Lauren Marie Gardner is an American engineer who is an associate professor and co-director of the Center for Systems Science and Engineering at Johns Hopkins University. She created the Johns Hopkins University dashboard that is used to share information about the COVID-19 pandemic.

Gardner was included in Times 100 Most Influential People of 2020.

Early life and education 
In 2006, Gardner received a B.S.Arch.E. in architectural engineering from the University of Texas at Austin. In 2008, she received an M.S.E. in civil engineering, also from UT-Austin. In 2011, Gardner earned her PhD in Transportation Engineering from the University of Texas at Austin. Her dissertation was on the topic of Network Prediction Models for Coupled Transportation-Epidemiological Systems.

Research and career 
In 2011, Gardner was appointed a lecturer at the University of New South Wales (UNSW). She was a member of the UNSW Research Centre for Integrated Transport Innovation. This team coined the phrase “bio-secure mobility” to describe the new line of research pursued by Gardner. In summary, Gardner explores how people and things moving around our globalised world spread infectious disease. Her research considers the relationship between epidemiology and transport, making use of network optimisation to describe the spread of disease.
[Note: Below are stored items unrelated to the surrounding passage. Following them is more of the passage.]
mod common;

use common::{memory_session, record};
use people_ledger::{
    core::services::{BalanceStatus, TransactionDraft, TransactionPatch},
    domain::{dates, Amount},
    storage::{CollectionRef, DocumentStore},
    LedgerError,
};

#[test]
fn duplicate_names_are_case_insensitive() {
    let (_store, session) = memory_session();
    session.add_person("Alice").unwrap();

    for name in ["alice", "ALICE", "  aLiCe  "] {
        assert_eq!(
            session.add_person(name),
            Err(LedgerError::DuplicateName(name.trim().to_string()))
        );
    }
    assert_eq!(session.list_people().len(), 1);
}

#[test]
fn alice_scenario() {
    let (_store, session) = memory_session();
    let alice = session.add_person("Alice").unwrap();
    record(&session, &alice, "100.00", "2024-01-01", "GIVEN");
    record(&session, &alice, "40.00", "2024-01-02", "RECEIVED");

    assert_eq!(session.get_balance(&alice.id), Amount::from_cents(6_000));
    assert_eq!(session.get_balance(&alice.id).to_string(), "60.00");
    assert_eq!(session.get_status(&alice.id), BalanceStatus::WillReceive);
    assert_eq!(session.get_status(&alice.id).to_string(), "will receive");
}

#[test]
fn balance_ignores_insertion_order() {
    let entries = [
        ("12.345", "2024-01-03", "GIVEN"),
        ("0.01", "2024-01-01", "RECEIVED"),
        ("99.99", "2024-01-02", "GIVEN"),
        ("50", "2024-01-05", "RECEIVED"),
    ];

    let (_store, forward) = memory_session();
    let a = forward.add_person("Alice").unwrap();
    for (amount, date, kind) in entries {
        record(&forward, &a, amount, date, kind);
    }

    let (_store, backward) = memory_session();
    let b = backward.add_person("Alice").unwrap();
    for (amount, date, kind) in entries.iter().rev() {
        record(&backward, &b, amount, date, kind);
    }

    let expected = Amount::from_cents(1_235 - 1 + 9_999 - 5_000);
    assert_eq!(forward.get_balance(&a.id), expected);
    assert_eq!(backward.get_balance(&b.id), expected);
}

#[test]
fn rounding_is_consistent_in_sums() {
    let (_store, session) = memory_session();
    let alice = session.add_person("Alice").unwrap();
    let first = record(&session, &alice, "12.345", "2024-01-01", "GIVEN");
    record(&session, &alice, "12.345", "2024-01-02", "GIVEN");

    assert_eq!(first.amount.to_string(), "12.35");
    assert_eq!(session.get_balance(&alice.id).to_string(), "24.70");
}

#[test]
fn zero_and_negative_amounts_are_rejected() {
    let (_store, session) = memory_session();
    let alice = session.add_person("Alice").unwrap();

    for amount in ["0", "0.00", "-1", "abc", ""] {
        let err = session
            .add_transaction(TransactionDraft::new(
                alice.id.clone(),
                amount,
                "2024-01-01",
                "GIVEN",
            ))
            .unwrap_err();
        assert!(matches!(err, LedgerError::InvalidAmount(_)), "{amount}: {err:?}");
    }
    assert!(session.list_transactions(&alice.id).is_empty());
}

#[test]
fn dates_round_trip_between_forms() {
    let canonical = dates::display_to_canonical("05-03-2024").unwrap();
    assert_eq!(canonical, "2024-03-05");
    assert_eq!(dates::canonical_to_display(&canonical).unwrap(), "05-03-2024");

    let (store, session) = memory_session();
    let alice = session.add_person("Alice").unwrap();
    let txn = record(&session, &alice, "1", "05-03-2024", "GIVEN");

    let docs = store.documents(&CollectionRef::transactions(&common::account()));
    assert_eq!(docs[0].get("date").unwrap(), "2024-03-05");
    assert_eq!(txn.display_date(), "05-03-2024");
}

#[test]
fn impossible_dates_are_rejected() {
    let (_store, session) = memory_session();
    let alice = session.add_person("Alice").unwrap();
    for date in ["31-02-2024", "2023-02-29", "5-3-2024", "2024/03/05"] {
        let err = session
            .add_transaction(TransactionDraft::new(alice.id.clone(), "1", date, "GIVEN"))
            .unwrap_err();
        assert_eq!(err, LedgerError::InvalidDate(date.to_string()));
    }
}

#[test]
fn deleting_a_person_cascades() {
    let (store, session) = memory_session();
    let alice = session.add_person("Alice").unwrap();
    let bob = session.add_person("Bob").unwrap();
    record(&session, &alice, "10", "2024-01-01", "GIVEN");
    record(&session, &alice, "5", "2024-01-02", "RECEIVED");
    record(&session, &bob, "7", "2024-01-02", "GIVEN");

    session.remove_person(&alice.id).unwrap();

    assert!(session.list_transactions(&alice.id).is_empty());
    assert_eq!(session.get_balance(&alice.id), Amount::ZERO);
    assert_eq!(session.get_status(&alice.id), BalanceStatus::Settled);
    assert_eq!(session.list_transactions(&bob.id).len(), 1);
    let remaining = store.documents(&CollectionRef::transactions(&common::account()));
    assert_eq!(remaining.len(), 1);
    assert!(matches!(
        session.remove_person(&alice.id),
        Err(LedgerError::NotFound { .. })
    ));
}

#[test]
fn fifty_first_person_is_rejected() {
    let (_store, session) = memory_session();
    for i in 0..50 {
        session.add_person(&format!("Person {i:02}")).unwrap();
    }
    let before = session.list_people();

    assert_eq!(session.add_person("One Too Many"), Err(LedgerError::LimitReached(50)));
    assert_eq!(session.list_people(), before);
    assert_eq!(session.people_meta(), "50/50");
}

#[test]
fn transactions_list_newest_first() {
    let (_store, session) = memory_session();
    let alice = session.add_person("Alice").unwrap();
    let jan = record(&session, &alice, "1", "2024-01-01", "GIVEN");
    let mar_a = record(&session, &alice, "2", "2024-03-01", "GIVEN");
    let mar_b = record(&session, &alice, "3", "2024-03-01", "RECEIVED");

    let ids: Vec<_> = session
        .list_transactions(&alice.id)
        .into_iter()
        .map(|t| t.id)
        .collect();
    assert_eq!(ids, [mar_b.id, mar_a.id, jan.id]);
}

#[test]
fn updates_can_move_a_transaction_to_another_person() {
    let (_store, session) = memory_session();
    let alice = session.add_person("Alice").unwrap();
    let bob = session.add_person("Bob").unwrap();
    let txn = record(&session, &alice, "30", "2024-01-01", "GIVEN");

    session
        .update_transaction(
            &txn.id,
            TransactionPatch {
                person_id: Some(bob.id.clone()),
                kind: Some("received".into()),
                ..TransactionPatch::default()
            },
        )
        .unwrap();

    assert_eq!(session.get_balance(&alice.id), Amount::ZERO);
    assert_eq!(session.get_balance(&bob.id), Amount::from_cents(-3_000));
    assert_eq!(session.get_status(&bob.id), BalanceStatus::Owes);
}

#[test]
fn active_person_follows_removal() {
    let (_store, session) = memory_session();
    let alice = session.add_person("Alice").unwrap();
    let bob = session.add_person("Bob").unwrap();
    session.set_active_person(&alice.id).unwrap();

    session.remove_person(&alice.id).unwrap();

    assert_eq!(session.get_active_person().map(|p| p.id), Some(bob.id));
}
She looked to avoid pandemics by identifying high-risk shipping and air traffic routes. She worked on a computer model that could help government officials in the United States better assess which passengers are likely to suffer from infectious disease and virus outbreaks, and to help them decide where and when to screen passengers. Her models make use of air travel data, the suitability of habitats to vectors, the local transmission of a virus and passenger air travel data. She used the model to analyse the 2015–16 Zika virus epidemic in the Americas.

During this same time, Gardner was a research fellow with the Australian Government's National Health and Medical Research Council (NHMRC) Centres of Research Excellence (CRE) in Population Health Research at the School of Public Health and Community Medicine at the University of Melbourne.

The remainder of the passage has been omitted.